Фунчоза на выпад Мухи не отреагировал, особенно, когда Хай Лин стояла напротив него со сломанной рукой, подвешенной в косынке, а Бриджит едва ли могла стоять из-за гематом по всему телу. Остальные тоже не могли похвастать отличной физической формой: со дня штурма Генералитета прошло всего полторы недели, и за такое время переломы не срастаются, а швы едва успевают затянуться.
Легавый хоть сколько может пытаться скрыть от меня вывихнутое колено, но я уже наперед знаю, что в грядущей схватке мне придется стоять между ним и вражескими пулями. Потому что не смогу я сообщить Тамаре о том, что ее сын пал смертью храбрых. Родители не должны терять детей. Был бы мой отец жив, я бы не пожелала ему такой участи.
— Муха прав. Если мы хотим поднять реальный бунт, нам нужны все Падальщики, но ребята расформированы, — произнес Электролюкс.
— Козел-Триггер специально разбросал их по разным отрядам.
— Как мы сможем добраться до них? Как сможем их собрать в одном месте в одно время?
— Долбалания использовала спиногрызов для доставки сообщений. Эффективное решение!
— И скольких детей ты видел в военном блоке?
— Мы можем пустить их по канализации! Пусть поработают таракашки!
— Не будет никаких детей в нашем плане! У меня есть идея!
— Ну конечно! Она у него всегда есть. Гребанный красавчик.
Калеб же вытащил с полок стопку знакомых книжек.
— Комиксы? — удивился Антенна.
Запрещенные Отделом пропаганды, как дискриминирующие действующую власть, эти провокационные книжонки, полные историй, списанных со всех ярких и реальных персонажей Желявы, демонстрировали со своих черно-белых страниц солидарность его автора с мятежным духом, бродящим по коридорам измученной подземной базы. Мне тоже становилось легче, когда я держала их в руках и видела в их рассказах мои умозаключения, подозрения и надежды.
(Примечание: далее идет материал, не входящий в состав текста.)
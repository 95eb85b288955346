//! Bot API implementation of the moderation `Transport`

use async_trait::async_trait;
use bytes::Bytes;
use teloxide::net::Download;
use teloxide::prelude::*;
use teloxide::types::{FileId, InlineKeyboardButton, InlineKeyboardMarkup, InputFile, MessageId, Recipient};

use shuttercore::config::captions;
use shuttercore::core::error::TransportResult;
use shuttercore::core::types::{ChannelId, ChatRef, MessageRef, ModeratorId, PhotoRef};
use shuttercore::moderation::DecisionControls;
use shuttercore::Transport;

/// Talks to Telegram through a teloxide `Bot`.
///
/// Timeouts come from the bot's HTTP client (see `create_bot`); nothing is
/// retried here.
#[derive(Clone)]
pub struct TelegramTransport {
    bot: Bot,
}

impl TelegramTransport {
    pub fn new(bot: Bot) -> Self {
        Self { bot }
    }
}

/// Approve and reject buttons side by side
pub fn review_keyboard(controls: &DecisionControls) -> InlineKeyboardMarkup {
    InlineKeyboardMarkup::new(vec![vec![
        InlineKeyboardButton::callback(captions::APPROVE_BUTTON, controls.approve_payload.clone()),
        InlineKeyboardButton::callback(captions::REJECT_BUTTON, controls.reject_payload.clone()),
    ]])
}

/// Where channel posts go
pub fn channel_recipient(channel: &ChannelId) -> Recipient {
    match channel {
        ChannelId::Id(id) => Recipient::Id(ChatId(*id)),
        ChannelId::Username(name) => Recipient::ChannelUsername(name.clone()),
    }
}

#[async_trait]
impl Transport for TelegramTransport {
    async fn present_to_moderator(
        &self,
        moderator: ModeratorId,
        photo: &PhotoRef,
        caption: &str,
        controls: &DecisionControls,
    ) -> TransportResult<()> {
        self.bot
            .send_photo(ChatId(moderator.0), InputFile::file_id(FileId(photo.as_str().to_string())))
            .caption(caption)
            .reply_markup(review_keyboard(controls))
            .await?;
        Ok(())
    }

    async fn acknowledge_submitter(&self, chat: ChatRef, text: &str) -> TransportResult<()> {
        self.bot.send_message(ChatId(chat.0), text).await?;
        Ok(())
    }

    async fn edit_caption(&self, message: &MessageRef, text: &str) -> TransportResult<()> {
        // No reply_markup: the edit drops the decision buttons
        self.bot
            .edit_message_caption(ChatId(message.chat), MessageId(message.message_id))
            .caption(text)
            .await?;
        Ok(())
    }

    async fn post_to_channel(&self, channel: &ChannelId, image: Bytes, caption: &str) -> TransportResult<()> {
        self.bot
            .send_photo(channel_recipient(channel), InputFile::memory(image.to_vec()))
            .caption(caption)
            .await?;
        Ok(())
    }

    async fn fetch_bytes(&self, photo: &PhotoRef) -> TransportResult<Bytes> {
        let file = self.bot.get_file(FileId(photo.as_str().to_string())).await?;
        let mut buffer = Vec::with_capacity(file.size as usize);
        self.bot.download_file(&file.path, &mut buffer).await?;
        log::debug!("Downloaded {} bytes for {}", buffer.len(), file.path);
        Ok(Bytes::from(buffer))
    }
}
Один из номеров комикса был посвящен моей жизни, в нем были красочные пейзажи отцовской родины — деревенька Палужье близ Брянска, фотографии которой так врезались мне в память в детстве, и всю жизнь я хотела вернуться в те места, где вырос папа.
Теперь я знала, что это Маргинал добровольно стал нашим автобиографом. Эти комиксы заставляли всех, кто их читал, верить в то, что они не одни, и что кто-то там сверху, такой вездесущий, знает обо всех событиях, происходящих на Желяве, знает секреты ее жителей, но еще более важное — знает их страхи. Маргинал обнажал их в метафорических рисунках и карандашных аллегориях. Наши страхи говорили с нами на страницах комиксов, и каждый задумывался над тем, как их побороть.
До меня вдруг дошло.
— Маргинал! — воскликнула я.
Ребята посмотрели на меня, в их глазах вспыхивало озарение друг за другом.
— Черт, от этого психа у меня всегда мурашки были, — Легавый передернул плечами.
— Наш вечный призрак, — добавил Буддист, — он был всегда и везде.
С этими словами Буддист указал на десятки разносортных мониторов, собранных в комнате. Маргинал следил за каждым углом Желявы не хуже тысячи глаз Трухиной.